*Material provided*.
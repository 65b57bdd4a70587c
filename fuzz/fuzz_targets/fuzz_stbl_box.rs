#![no_main]

use isobmff_muxer::{Decode, Encode, aux::SampleTableAccessor, boxes::StblBox};
use libfuzzer_sys::fuzz_target;

fuzz_target!(|data: &[u8]| {
    let Ok((stbl_box, _)) = StblBox::decode(data) else {
        return;
    };

    // 不整合なテーブルでもパニックせずに走査できる
    let accessor = SampleTableAccessor::new(&stbl_box);
    for sample in accessor.samples().take(10_000) {
        let _ = sample.cts();
    }

    let _ = stbl_box.encode_to_vec();
});
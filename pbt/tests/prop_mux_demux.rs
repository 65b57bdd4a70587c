//! Mux → Demux Roundtrip の Property-Based Testing
//!
//! Movie で作成したファイルを Mp4FileReader で読み取り、
//! 元のサンプル列と一致することを確認するテスト

use std::{io::Cursor, num::NonZeroU32, time::Duration};

use isobmff_muxer::{
    BoxType, Either, FixedPointNumber, TrackKind,
    aux::SampleTableAccessor,
    boxes::{
        AudioSampleEntry, AudioSampleEntryFields, SampleEntry, VisualSampleEntry,
        VisualSampleEntryFields,
    },
    demux::Mp4FileReader,
    mux::{CompatibilityMode, Movie, MovieOptions, Sample, SampleProperties, TrackConfig},
};
use proptest::prelude::*;

fn vp09_entry(width: u16, height: u16) -> SampleEntry {
    SampleEntry::Visual(VisualSampleEntry {
        box_type: BoxType::Normal(*b"vp09"),
        visual: VisualSampleEntryFields::with_size(width, height),
        unknown_boxes: Vec::new(),
        btrt_box: None,
    })
}

fn opus_entry(channel_count: u16) -> SampleEntry {
    SampleEntry::Audio(AudioSampleEntry {
        box_type: BoxType::Normal(*b"Opus"),
        audio: AudioSampleEntryFields {
            data_reference_index: AudioSampleEntryFields::DEFAULT_DATA_REFERENCE_INDEX,
            channelcount: channel_count,
            samplesize: AudioSampleEntryFields::DEFAULT_SAMPLESIZE,
            samplerate: FixedPointNumber::new(48000u16, 0),
        },
        unknown_boxes: Vec::new(),
        btrt_box: None,
    })
}

/// 入力サンプル情報
#[derive(Debug, Clone)]
struct SampleInfo {
    delta: u32,
    size: usize,
    sync: bool,
    composition_offset: u32,
}

/// 入力トラック情報
#[derive(Debug, Clone)]
struct TrackInfo {
    kind: TrackKind,
    timescale: u32,
    samples: Vec<SampleInfo>,
}

fn arb_video_sample() -> impl Strategy<Value = SampleInfo> {
    (1u32..5000, 1usize..2000, any::<bool>(), 0u32..6000).prop_map(
        |(delta, size, sync, composition_offset)| SampleInfo {
            delta,
            size,
            sync,
            composition_offset,
        },
    )
}

fn arb_audio_sample() -> impl Strategy<Value = SampleInfo> {
    (prop_oneof![Just(960u32), Just(1024), 1u32..2000], 1usize..500).prop_map(|(delta, size)| {
        SampleInfo {
            delta,
            size,
            sync: true,
            composition_offset: 0,
        }
    })
}

fn arb_track() -> impl Strategy<Value = TrackInfo> {
    prop_oneof![
        (
            prop_oneof![Just(90000u32), Just(1000), 1u32..100000],
            prop::collection::vec(arb_video_sample(), 1..120)
        )
            .prop_map(|(timescale, samples)| TrackInfo {
                kind: TrackKind::Video,
                timescale,
                samples,
            }),
        (
            prop_oneof![Just(48000u32), Just(44100), 1u32..100000],
            prop::collection::vec(arb_audio_sample(), 1..200)
        )
            .prop_map(|(timescale, samples)| TrackInfo {
                kind: TrackKind::Audio,
                timescale,
                samples,
            }),
    ]
}

fn arb_mode() -> impl Strategy<Value = CompatibilityMode> {
    prop_oneof![
        Just(CompatibilityMode::Iso),
        Just(CompatibilityMode::QuickTime),
        Just(CompatibilityMode::Fragmented),
    ]
}

/// サンプルデータの中身（トラックとサンプルの位置から決まる）
fn sample_data(track_index: usize, sample_index: usize, size: usize) -> Vec<u8> {
    (0..size)
        .map(|i| (track_index * 31 + sample_index * 7 + i) as u8)
        .collect()
}

/// 各トラックのサンプルを時刻順に交互に追記してファイルを作成する
fn build_movie(
    tracks: &[TrackInfo],
    options: MovieOptions,
    relocate: bool,
) -> Result<(Vec<u32>, Vec<u8>), TestCaseError> {
    let mut movie =
        Movie::new(Cursor::new(Vec::new()), options).map_err(|e| TestCaseError::fail(e.to_string()))?;
    let mut track_ids = Vec::new();
    for track in tracks {
        let timescale = NonZeroU32::new(track.timescale).expect("non zero");
        let (config, entry) = match track.kind {
            TrackKind::Video => (TrackConfig::video(timescale, 640, 480), vp09_entry(640, 480)),
            TrackKind::Audio => (TrackConfig::audio(timescale), opus_entry(2)),
        };
        let track_id = movie.create_track(config).expect("create track");
        movie.add_sample_entry(track_id, entry).expect("add sample entry");
        track_ids.push(track_id);
    }

    let mut cursors = vec![(0usize, 0i64); tracks.len()];
    loop {
        // ムービー時間で最も早いサンプルを持つトラックを選ぶ
        let next = cursors
            .iter()
            .enumerate()
            .filter(|(i, (n, _))| *n < tracks[*i].samples.len())
            .min_by_key(|(i, (_, dts))| *dts as i128 * 1_000_000 / tracks[*i].timescale as i128)
            .map(|(i, _)| i);
        let Some(i) = next else {
            break;
        };

        let (n, dts) = cursors[i];
        let info = &tracks[i].samples[n];
        let data = sample_data(i, n, info.size);
        let sample = Sample {
            cts: dts + info.composition_offset as i64,
            properties: if info.sync {
                SampleProperties::SYNC
            } else {
                SampleProperties::default()
            },
            ..Sample::new(&data, dts)
        };
        movie
            .append_sample(track_ids[i], &sample)
            .map_err(|e| TestCaseError::fail(e.to_string()))?;
        cursors[i] = (n + 1, dts + info.delta as i64);
    }

    for (track, track_id) in tracks.iter().zip(&track_ids) {
        let last = track.samples.last().expect("non empty");
        movie
            .set_last_sample_duration(*track_id, last.delta)
            .expect("set last sample duration");
    }

    let finalized = movie
        .finalize(relocate)
        .map_err(|e| TestCaseError::fail(e.to_string()))?;
    Ok((track_ids, finalized.into_inner().into_inner()))
}

proptest! {
    #![proptest_config(ProptestConfig::with_cases(64))]

    // 書き込んだサンプルの時刻・属性・データがそのまま読み出せる
    #[test]
    fn mux_demux_roundtrip(
        tracks in prop::collection::vec(arb_track(), 1..4),
        mode in arb_mode(),
        relocate in any::<bool>(),
        max_chunk_millis in 1u64..2000,
    ) {
        let options = MovieOptions {
            mode,
            max_chunk_duration: Duration::from_millis(max_chunk_millis),
            ..Default::default()
        };
        let (track_ids, bytes) = build_movie(&tracks, options, relocate)?;

        let mut reader = Mp4FileReader::read(Cursor::new(bytes)).expect("read");
        prop_assert_eq!(reader.is_fragmented(), mode == CompatibilityMode::Fragmented);
        prop_assert_eq!(reader.tracks().len(), tracks.len());

        for (i, (track, track_id)) in tracks.iter().zip(&track_ids).enumerate() {
            let demux_track = reader
                .tracks()
                .iter()
                .find(|t| t.track_id == *track_id)
                .cloned()
                .expect("track");
            prop_assert_eq!(demux_track.kind, Some(track.kind));
            prop_assert_eq!(demux_track.timescale.get(), track.timescale);

            let samples = reader.samples(*track_id).expect("samples").to_vec();
            prop_assert_eq!(samples.len(), track.samples.len());

            let mut dts = 0u64;
            for (n, (sample, info)) in samples.iter().zip(&track.samples).enumerate() {
                prop_assert_eq!(sample.dts, dts);
                prop_assert_eq!(sample.cts, dts as i64 + info.composition_offset as i64);
                prop_assert_eq!(sample.duration, info.delta);
                prop_assert_eq!(sample.is_sync, info.sync);
                prop_assert_eq!(sample.size as usize, info.size);
                prop_assert_eq!(reader.read_sample_data(sample).expect("data"), sample_data(i, n, info.size));
                dts += info.delta as u64;
            }
            if mode != CompatibilityMode::Fragmented {
                prop_assert_eq!(demux_track.media_duration, dts);
            }
        }
    }

    // サンプルテーブルから引いた情報が Mp4FileReader の結果と一致する
    #[test]
    fn sample_table_accessor_matches_reader(
        tracks in prop::collection::vec(arb_track(), 1..3),
        reserved in prop_oneof![Just(0u64), 8u64..4096],
    ) {
        let options = MovieOptions {
            reserved_moov_box_size: reserved,
            ..Default::default()
        };
        let (track_ids, bytes) = build_movie(&tracks, options, false)?;
        let reader = Mp4FileReader::read(Cursor::new(bytes)).expect("read");

        for trak_box in &reader.moov_box().trak_boxes {
            let track_id = trak_box.tkhd_box.track_id;
            prop_assert!(track_ids.contains(&track_id));

            let stbl_box = &trak_box.mdia_box.minf_box.stbl_box;
            let accessor = SampleTableAccessor::new(stbl_box);
            let samples = reader.samples(track_id).expect("samples");
            prop_assert_eq!(accessor.sample_count() as usize, samples.len());

            let infos: Vec<_> = accessor.samples().collect();
            prop_assert_eq!(infos.len(), samples.len());
            for (info, sample) in infos.iter().zip(samples) {
                prop_assert_eq!(info.data_offset, sample.data_offset);
                prop_assert_eq!(info.size, sample.size);
                prop_assert_eq!(info.dts, sample.dts);
                prop_assert_eq!(info.cts(), sample.cts);
                prop_assert_eq!(info.is_sync, sample.is_sync);
            }

            // チャンクオフセットは昇順に並ぶ
            let offsets: Vec<u64> = match &stbl_box.stco_or_co64_box {
                Either::A(b) => b.chunk_offsets.iter().map(|&v| v as u64).collect(),
                Either::B(b) => b.chunk_offsets.clone(),
            };
            prop_assert!(offsets.windows(2).all(|w| w[0] < w[1]));
            prop_assert_eq!(offsets.len() as u32, accessor.chunk_count());
        }
    }
}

*Your objective*. Looking back over the data above, restate word for word the lines that begin at the line with "tracks[*i].timescale as i128)" and end at the line with "for (track, track_id)", inclusive.

*Worked solution*.
            .min_by_key(|(i, (_, dts))| *dts as i128 * 1_000_000 / tracks[*i].timescale as i128)
            .map(|(i, _)| i);
        let Some(i) = next else {
            break;
        };

        let (n, dts) = cursors[i];
        let info = &tracks[i].samples[n];
        let data = sample_data(i, n, info.size);
        let sample = Sample {
            cts: dts + info.composition_offset as i64,
            properties: if info.sync {
                SampleProperties::SYNC
            } else {
                SampleProperties::default()
            },
            ..Sample::new(&data, dts)
        };
        movie
            .append_sample(track_ids[i], &sample)
            .map_err(|e| TestCaseError::fail(e.to_string()))?;
        cursors[i] = (n + 1, dts + info.delta as i64);
    }

    for (track, track_id) in tracks.iter().zip(&track_ids) {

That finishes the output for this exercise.